## Problem statement
Copy every line that holds the string "each" from the data below.

====== Information supplied ======

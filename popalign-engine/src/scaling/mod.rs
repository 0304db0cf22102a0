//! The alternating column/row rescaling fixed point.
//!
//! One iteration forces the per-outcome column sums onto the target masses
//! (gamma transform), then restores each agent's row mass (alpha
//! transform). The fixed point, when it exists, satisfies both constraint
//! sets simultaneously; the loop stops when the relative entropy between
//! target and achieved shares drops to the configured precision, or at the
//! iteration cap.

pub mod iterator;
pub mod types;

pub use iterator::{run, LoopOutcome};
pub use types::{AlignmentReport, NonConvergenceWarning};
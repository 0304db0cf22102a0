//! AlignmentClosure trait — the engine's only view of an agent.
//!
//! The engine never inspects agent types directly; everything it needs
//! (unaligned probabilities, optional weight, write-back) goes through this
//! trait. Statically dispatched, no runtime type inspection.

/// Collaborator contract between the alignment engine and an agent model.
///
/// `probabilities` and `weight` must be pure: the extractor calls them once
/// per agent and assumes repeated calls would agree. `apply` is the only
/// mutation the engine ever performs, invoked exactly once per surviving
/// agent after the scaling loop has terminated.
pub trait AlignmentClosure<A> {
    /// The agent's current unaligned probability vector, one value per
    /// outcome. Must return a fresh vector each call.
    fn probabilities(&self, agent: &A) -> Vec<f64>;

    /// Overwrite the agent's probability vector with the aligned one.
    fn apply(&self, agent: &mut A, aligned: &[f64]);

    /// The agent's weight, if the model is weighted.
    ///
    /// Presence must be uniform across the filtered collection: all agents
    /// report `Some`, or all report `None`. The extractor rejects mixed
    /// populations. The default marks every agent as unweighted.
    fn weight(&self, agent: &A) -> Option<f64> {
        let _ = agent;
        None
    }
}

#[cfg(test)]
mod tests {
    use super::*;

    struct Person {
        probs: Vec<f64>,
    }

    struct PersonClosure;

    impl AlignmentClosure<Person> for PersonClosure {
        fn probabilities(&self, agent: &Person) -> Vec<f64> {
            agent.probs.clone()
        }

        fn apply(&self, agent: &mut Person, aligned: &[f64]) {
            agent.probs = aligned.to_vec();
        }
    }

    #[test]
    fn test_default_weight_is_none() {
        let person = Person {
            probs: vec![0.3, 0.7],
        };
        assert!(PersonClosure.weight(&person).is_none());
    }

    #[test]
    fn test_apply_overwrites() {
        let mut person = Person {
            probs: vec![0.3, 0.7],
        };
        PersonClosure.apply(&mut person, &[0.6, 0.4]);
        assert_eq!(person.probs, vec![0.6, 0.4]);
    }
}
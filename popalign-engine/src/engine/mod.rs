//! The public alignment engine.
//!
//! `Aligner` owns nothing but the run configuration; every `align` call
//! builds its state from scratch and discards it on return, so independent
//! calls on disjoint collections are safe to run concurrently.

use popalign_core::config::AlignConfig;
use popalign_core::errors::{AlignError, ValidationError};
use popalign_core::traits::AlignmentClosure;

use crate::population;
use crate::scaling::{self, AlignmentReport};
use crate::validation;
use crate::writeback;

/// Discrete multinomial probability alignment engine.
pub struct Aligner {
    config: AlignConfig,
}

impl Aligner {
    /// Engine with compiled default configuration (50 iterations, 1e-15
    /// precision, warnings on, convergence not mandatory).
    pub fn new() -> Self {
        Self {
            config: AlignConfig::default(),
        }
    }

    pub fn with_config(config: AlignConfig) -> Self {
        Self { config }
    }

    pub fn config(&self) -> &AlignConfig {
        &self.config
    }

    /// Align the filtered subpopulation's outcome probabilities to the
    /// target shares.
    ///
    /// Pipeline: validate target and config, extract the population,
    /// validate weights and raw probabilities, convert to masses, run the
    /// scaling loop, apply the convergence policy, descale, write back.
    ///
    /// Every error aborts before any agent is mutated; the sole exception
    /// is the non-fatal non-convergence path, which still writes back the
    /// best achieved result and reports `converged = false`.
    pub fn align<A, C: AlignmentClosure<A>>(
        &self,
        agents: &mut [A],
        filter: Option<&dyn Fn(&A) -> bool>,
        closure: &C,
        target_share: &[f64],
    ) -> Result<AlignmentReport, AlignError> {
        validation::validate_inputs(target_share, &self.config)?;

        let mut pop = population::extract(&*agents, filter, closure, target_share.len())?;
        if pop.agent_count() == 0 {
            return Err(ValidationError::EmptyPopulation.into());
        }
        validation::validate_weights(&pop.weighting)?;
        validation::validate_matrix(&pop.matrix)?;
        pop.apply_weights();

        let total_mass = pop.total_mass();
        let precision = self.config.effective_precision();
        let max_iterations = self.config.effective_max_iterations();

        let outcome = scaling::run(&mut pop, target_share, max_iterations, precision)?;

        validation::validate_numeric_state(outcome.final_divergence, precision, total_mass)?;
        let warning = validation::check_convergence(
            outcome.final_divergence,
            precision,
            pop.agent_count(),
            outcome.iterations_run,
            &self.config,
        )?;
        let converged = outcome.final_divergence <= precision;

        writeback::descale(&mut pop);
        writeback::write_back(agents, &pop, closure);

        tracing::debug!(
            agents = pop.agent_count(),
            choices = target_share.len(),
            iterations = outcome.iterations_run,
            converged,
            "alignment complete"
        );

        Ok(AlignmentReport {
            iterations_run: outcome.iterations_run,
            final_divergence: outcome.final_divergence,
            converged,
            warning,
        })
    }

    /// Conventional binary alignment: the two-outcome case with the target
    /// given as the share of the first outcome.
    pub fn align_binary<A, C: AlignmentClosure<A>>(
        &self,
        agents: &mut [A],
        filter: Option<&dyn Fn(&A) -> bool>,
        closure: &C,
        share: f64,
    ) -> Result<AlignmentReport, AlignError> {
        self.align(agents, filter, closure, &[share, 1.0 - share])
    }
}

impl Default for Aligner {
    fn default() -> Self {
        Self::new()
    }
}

======

## Response
//! (gamma transform), then restores each agent's row mass (alpha
    /// outcome. Must return a fresh vector each call.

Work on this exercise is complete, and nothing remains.